* Work task *
Find the word "table" in the records and copy every line where it occurs.

Saved data entries:
=-=-=
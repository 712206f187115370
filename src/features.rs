use ndarray::{arr2, Array2};
use serde_json::Value;
use tracing::warn;

use crate::error::{PredictError, Result};
use crate::models::{CourseEntry, DerivedFeatures, FeatureMode, PredictRequest};

/// Course grade bucket to 10-point grade value.
pub const GRADE_POINTS: &[(&str, f64)] = &[
    ("91-100", 10.0),
    ("81-90", 9.0),
    ("71-80", 8.0),
    ("61-70", 7.0),
    ("56-60", 6.0),
    ("51-55", 5.0),
    ("0-50", 2.0),
];

/// Attendance bucket to representative percentage.
pub const ATTENDANCE_VALUES: &[(&str, f64)] = &[
    (">95", 95.0),
    (">85", 85.0),
    (">75", 75.0),
    (">65", 65.0),
    (">50", 50.0),
];

/// CGPA bucket to its midpoint.
pub const CGPA_VALUES: &[(&str, f64)] = &[
    ("9~10", 9.5),
    ("8~9", 8.5),
    ("7~8", 7.5),
    ("6~7", 6.5),
    ("5~6", 5.5),
];

/// Value used for any bucket missing from its table.
pub const UNKNOWN_BUCKET_VALUE: f64 = 0.0;

pub const DEFAULT_INTERNSHIP_CODE: &str = "0";

pub fn encode(table: &[(&str, f64)], bucket: &str) -> f64 {
    table
        .iter()
        .find(|(key, _)| *key == bucket)
        .map(|(_, value)| *value)
        .unwrap_or(UNKNOWN_BUCKET_VALUE)
}

/// Request fields after shape validation.
#[derive(Debug, Clone, PartialEq)]
pub struct RawInput {
    pub courses: Vec<CourseEntry>,
    pub attendance_bucket: String,
    pub cgpa_bucket: String,
    pub internship_code: String,
    pub internship_value: f64,
    pub certificate_tokens: Vec<Value>,
}

impl TryFrom<&PredictRequest> for RawInput {
    type Error = PredictError;

    fn try_from(request: &PredictRequest) -> Result<Self> {
        let courses = match request.courses.as_deref() {
            Some(courses) if !courses.is_empty() => courses,
            _ => return Err(PredictError::MissingInput("courses".to_string())),
        };
        let attendance_bucket = required_bucket(request.attendance.as_ref(), "attendance")?;
        let cgpa_bucket = required_bucket(request.cgpa.as_ref(), "cgpa")?;

        let courses = courses
            .iter()
            .map(|course| {
                Ok(CourseEntry {
                    grade_range: course.grade.as_ref().map(bucket_text).unwrap_or_default(),
                    credits: parse_credits(course.credits.as_ref())?,
                })
            })
            .collect::<Result<Vec<_>>>()?;

        let (internship_value, internship_code) = parse_internship(request.internship.as_ref());

        let certificate_tokens = match &request.certificates {
            Some(Value::Array(tokens)) => tokens.clone(),
            _ => Vec::new(),
        };

        Ok(RawInput {
            courses,
            attendance_bucket,
            cgpa_bucket,
            internship_code,
            internship_value,
            certificate_tokens,
        })
    }
}

/// Null, `""`, `false`, `0` and empty containers count as not supplied.
fn is_blank(value: &Value) -> bool {
    match value {
        Value::Null => true,
        Value::Bool(flag) => !flag,
        Value::Number(number) => number.as_f64() == Some(0.0),
        Value::String(text) => text.is_empty(),
        Value::Array(items) => items.is_empty(),
        Value::Object(fields) => fields.is_empty(),
    }
}

/// Non-string buckets keep their JSON text, which no table matches.
fn bucket_text(value: &Value) -> String {
    match value {
        Value::String(text) => text.clone(),
        other => other.to_string(),
    }
}

fn required_bucket(value: Option<&Value>, field: &str) -> Result<String> {
    match value {
        Some(value) if !is_blank(value) => Ok(bucket_text(value)),
        _ => Err(PredictError::MissingInput(field.to_string())),
    }
}

fn parse_credits(value: Option<&Value>) -> Result<u32> {
    let credits = match value {
        None | Some(Value::Null) => return Ok(0),
        Some(Value::Number(number)) => number
            .as_u64()
            .or_else(|| number.as_f64().filter(|f| f.is_finite() && *f >= 0.0).map(|f| f as u64)),
        Some(Value::String(text)) => text.trim().parse::<u64>().ok(),
        Some(_) => None,
    };

    credits
        .and_then(|c| u32::try_from(c).ok())
        .ok_or_else(|| PredictError::Unexpected(format!("invalid credit value: {}", describe(value))))
}

/// Numeric value plus the code string kept for recommendation rules.
fn parse_internship(value: Option<&Value>) -> (f64, String) {
    match value {
        None | Some(Value::Null) => (0.0, DEFAULT_INTERNSHIP_CODE.to_string()),
        Some(Value::Number(number)) => {
            let numeric = number.as_f64().filter(|f| f.is_finite()).unwrap_or(0.0);
            (numeric, number.to_string())
        }
        Some(Value::String(code)) => (parse_number(code).unwrap_or(0.0), code.clone()),
        Some(other) => (0.0, other.to_string()),
    }
}

fn parse_number(text: &str) -> Option<f64> {
    text.trim().parse::<f64>().ok().filter(|f| f.is_finite())
}

fn parse_certificate(token: &Value) -> Option<f64> {
    match token {
        Value::Number(number) => number.as_f64().filter(|f| f.is_finite()),
        Value::String(text) => parse_number(text),
        Value::Bool(flag) => Some(if *flag { 1.0 } else { 0.0 }),
        _ => None,
    }
}

fn describe(value: Option<&Value>) -> String {
    value.map(|v| v.to_string()).unwrap_or_else(|| "null".to_string())
}

pub fn average_grade(courses: &[CourseEntry]) -> f64 {
    let mut total_points = 0.0;
    let mut total_credits: u64 = 0;

    for course in courses {
        total_points += encode(GRADE_POINTS, &course.grade_range) * course.credits as f64;
        total_credits += u64::from(course.credits);
    }

    total_points / total_credits.max(1) as f64
}

pub fn certificate_sum(tokens: &[Value]) -> f64 {
    tokens
        .iter()
        .filter_map(|token| {
            let parsed = parse_certificate(token);
            if parsed.is_none() {
                warn!(token = %token, "Invalid certificate value, skipping");
            }
            parsed
        })
        .sum()
}

pub fn derive(input: &RawInput) -> DerivedFeatures {
    DerivedFeatures {
        attendance_value: encode(ATTENDANCE_VALUES, &input.attendance_bucket),
        cgpa_value: encode(CGPA_VALUES, &input.cgpa_bucket),
        avg_grade: average_grade(&input.courses),
        certificate_sum: certificate_sum(&input.certificate_tokens),
        internship_value: input.internship_value,
        internship_code: input.internship_code.clone(),
    }
}

/// Validates the request and derives its features in one step.
pub fn extract(request: &PredictRequest) -> Result<DerivedFeatures> {
    let input = RawInput::try_from(request)?;
    Ok(derive(&input))
}

impl DerivedFeatures {
    /// Single-row matrix laid out for the given mode.
    pub fn vector(&self, mode: FeatureMode) -> Array2<f64> {
        match mode {
            FeatureMode::Legacy => arr2(&[[self.attendance_value, self.cgpa_value, self.avg_grade]]),
            FeatureMode::Extended => arr2(&[[
                self.attendance_value,
                self.cgpa_value,
                self.avg_grade,
                self.certificate_sum,
                self.internship_value,
            ]]),
        }
    }

    pub fn predicted_grade_value(&self) -> f64 {
        self.avg_grade * 10.0
    }
}

#[cfg(test)]
mod tests {
    use super::*;
    use crate::models::CourseRequest;
    use serde_json::json;

    fn course(grade: &str, credits: u32) -> CourseEntry {
        CourseEntry {
            grade_range: grade.to_string(),
            credits,
        }
    }

    fn request(value: serde_json::Value) -> PredictRequest {
        serde_json::from_value(value).unwrap()
    }

    fn base_request() -> serde_json::Value {
        json!({
            "courses": [{"grade": "91-100", "credits": 4}],
            "attendance": ">95",
            "cgpa": "9~10",
        })
    }

    #[test]
    fn average_is_credit_weighted() {
        let courses = vec![course("91-100", 4), course("51-55", 2), course("0-50", 2)];
        let expected = (10.0 * 4.0 + 5.0 * 2.0 + 2.0 * 2.0) / 8.0;
        assert!((average_grade(&courses) - expected).abs() < 1e-9);
    }

    #[test]
    fn zero_credits_average_to_zero() {
        let courses = vec![course("91-100", 0), course("81-90", 0)];
        assert_eq!(average_grade(&courses), 0.0);
    }

    #[test]
    fn unknown_grade_bucket_counts_credits_but_no_points() {
        let courses = vec![course("91-100", 2), course("A+", 2)];
        assert_eq!(average_grade(&courses), 5.0);
    }

    #[test]
    fn unknown_buckets_encode_to_zero() {
        assert_eq!(encode(ATTENDANCE_VALUES, "100%"), 0.0);
        assert_eq!(encode(CGPA_VALUES, "10"), 0.0);
        assert_eq!(encode(GRADE_POINTS, ""), 0.0);
        assert_eq!(encode(ATTENDANCE_VALUES, ">85"), 85.0);
        assert_eq!(encode(CGPA_VALUES, "6~7"), 6.5);
    }

    #[test]
    fn certificate_sum_skips_malformed_tokens() {
        let tokens = vec![json!("3"), json!("abc"), json!("2")];
        assert_eq!(certificate_sum(&tokens), 5.0);

        let mixed = vec![json!(1.5), json!(null), json!(" 2 "), json!("NaN"), json!([1])];
        assert_eq!(certificate_sum(&mixed), 3.5);
        assert_eq!(certificate_sum(&[]), 0.0);
    }

    #[test]
    fn boolean_certificates_count_as_one_or_zero() {
        let tokens = vec![json!(true), json!(false), json!("2")];
        assert_eq!(certificate_sum(&tokens), 3.0);
    }

    #[test]
    fn scenario_top_student_features() {
        let mut body = base_request();
        body["internship"] = json!("0");
        body["certificates"] = json!([]);
        let features = extract(&request(body)).unwrap();

        assert_eq!(features.avg_grade, 10.0);
        assert_eq!(features.attendance_value, 95.0);
        assert_eq!(features.cgpa_value, 9.5);
        assert_eq!(features.certificate_sum, 0.0);
        assert_eq!(features.internship_value, 0.0);
        assert_eq!(features.internship_code, "0");
        assert_eq!(features.predicted_grade_value(), 100.0);
    }

    #[test]
    fn internship_defaults_when_missing_or_unparseable() {
        let features = extract(&request(base_request())).unwrap();
        assert_eq!(features.internship_value, 0.0);
        assert_eq!(features.internship_code, "0");

        let mut body = base_request();
        body["internship"] = json!("unpaid");
        let features = extract(&request(body)).unwrap();
        assert_eq!(features.internship_value, 0.0);
        assert_eq!(features.internship_code, "unpaid");
    }

    #[test]
    fn numeric_internship_keeps_code_form() {
        let mut body = base_request();
        body["internship"] = json!(6);
        let features = extract(&request(body)).unwrap();
        assert_eq!(features.internship_value, 6.0);
        assert_eq!(features.internship_code, "6");
    }

    #[test]
    fn non_list_certificates_are_ignored() {
        let mut body = base_request();
        body["certificates"] = json!("5");
        let features = extract(&request(body)).unwrap();
        assert_eq!(features.certificate_sum, 0.0);
    }

    #[test]
    fn empty_courses_is_missing_input() {
        let mut body = base_request();
        body["courses"] = json!([]);
        body["internship"] = json!("10");
        body["certificates"] = json!(["9"]);
        let err = extract(&request(body)).unwrap_err();
        assert_eq!(err, PredictError::MissingInput("courses".to_string()));
    }

    #[test]
    fn null_or_absent_courses_is_missing_input() {
        let mut body = base_request();
        body["courses"] = json!(null);
        assert_eq!(
            extract(&request(body)).unwrap_err(),
            PredictError::MissingInput("courses".to_string())
        );

        let mut body = base_request();
        body.as_object_mut().unwrap().remove("courses");
        assert_eq!(
            extract(&request(body)).unwrap_err(),
            PredictError::MissingInput("courses".to_string())
        );
    }

    #[test]
    fn non_string_buckets_encode_to_zero() {
        let mut body = base_request();
        body["attendance"] = json!(95);
        body["cgpa"] = json!(9.5);
        body["courses"] = json!([{"grade": 91, "credits": 4}]);
        let features = extract(&request(body)).unwrap();

        assert_eq!(features.attendance_value, 0.0);
        assert_eq!(features.cgpa_value, 0.0);
        assert_eq!(features.avg_grade, 0.0);
    }

    #[test]
    fn falsy_buckets_are_missing_input() {
        for blank in [json!(null), json!(0), json!(false), json!([])] {
            let mut body = base_request();
            body["cgpa"] = blank;
            assert_eq!(
                extract(&request(body)).unwrap_err(),
                PredictError::MissingInput("cgpa".to_string())
            );
        }
    }

    #[test]
    fn empty_or_unset_buckets_are_missing_input() {
        let mut body = base_request();
        body["attendance"] = json!("");
        assert!(matches!(
            extract(&request(body)),
            Err(PredictError::MissingInput(field)) if field == "attendance"
        ));

        let mut body = base_request();
        body.as_object_mut().unwrap().remove("cgpa");
        assert!(matches!(
            extract(&request(body)),
            Err(PredictError::MissingInput(field)) if field == "cgpa"
        ));
    }

    #[test]
    fn credits_accept_loose_forms() {
        assert_eq!(parse_credits(None).unwrap(), 0);
        assert_eq!(parse_credits(Some(&json!("3"))).unwrap(), 3);
        assert_eq!(parse_credits(Some(&json!(4.7))).unwrap(), 4);
        assert!(matches!(
            parse_credits(Some(&json!("three"))),
            Err(PredictError::Unexpected(_))
        ));
        assert!(parse_credits(Some(&json!(-2))).is_err());
    }

    #[test]
    fn course_without_grade_contributes_zero() {
        let req = PredictRequest {
            courses: Some(vec![CourseRequest {
                grade: None,
                credits: Some(json!(3)),
            }]),
            attendance: Some(json!(">75")),
            cgpa: Some(json!("7~8")),
            ..Default::default()
        };
        let features = extract(&req).unwrap();
        assert_eq!(features.avg_grade, 0.0);
    }

    #[test]
    fn vectors_follow_mode_width() {
        let features = DerivedFeatures {
            attendance_value: 85.0,
            cgpa_value: 8.5,
            avg_grade: 7.0,
            certificate_sum: 4.0,
            internship_value: 6.0,
            internship_code: "6".to_string(),
        };
        let legacy = features.vector(FeatureMode::Legacy);
        let extended = features.vector(FeatureMode::Extended);
        assert_eq!(legacy.shape(), &[1, 3]);
        assert_eq!(extended.shape(), &[1, 5]);
        assert_eq!(extended[[0, 3]], 4.0);
        assert_eq!(extended[[0, 4]], 6.0);
    }
}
=-=-=
* Reply *
/// Value used for any bucket missing from its table.
pub fn encode(table: &[(&str, f64)], bucket: &str) -> f64 {
    table
/// Non-string buckets keep their JSON text, which no table matches.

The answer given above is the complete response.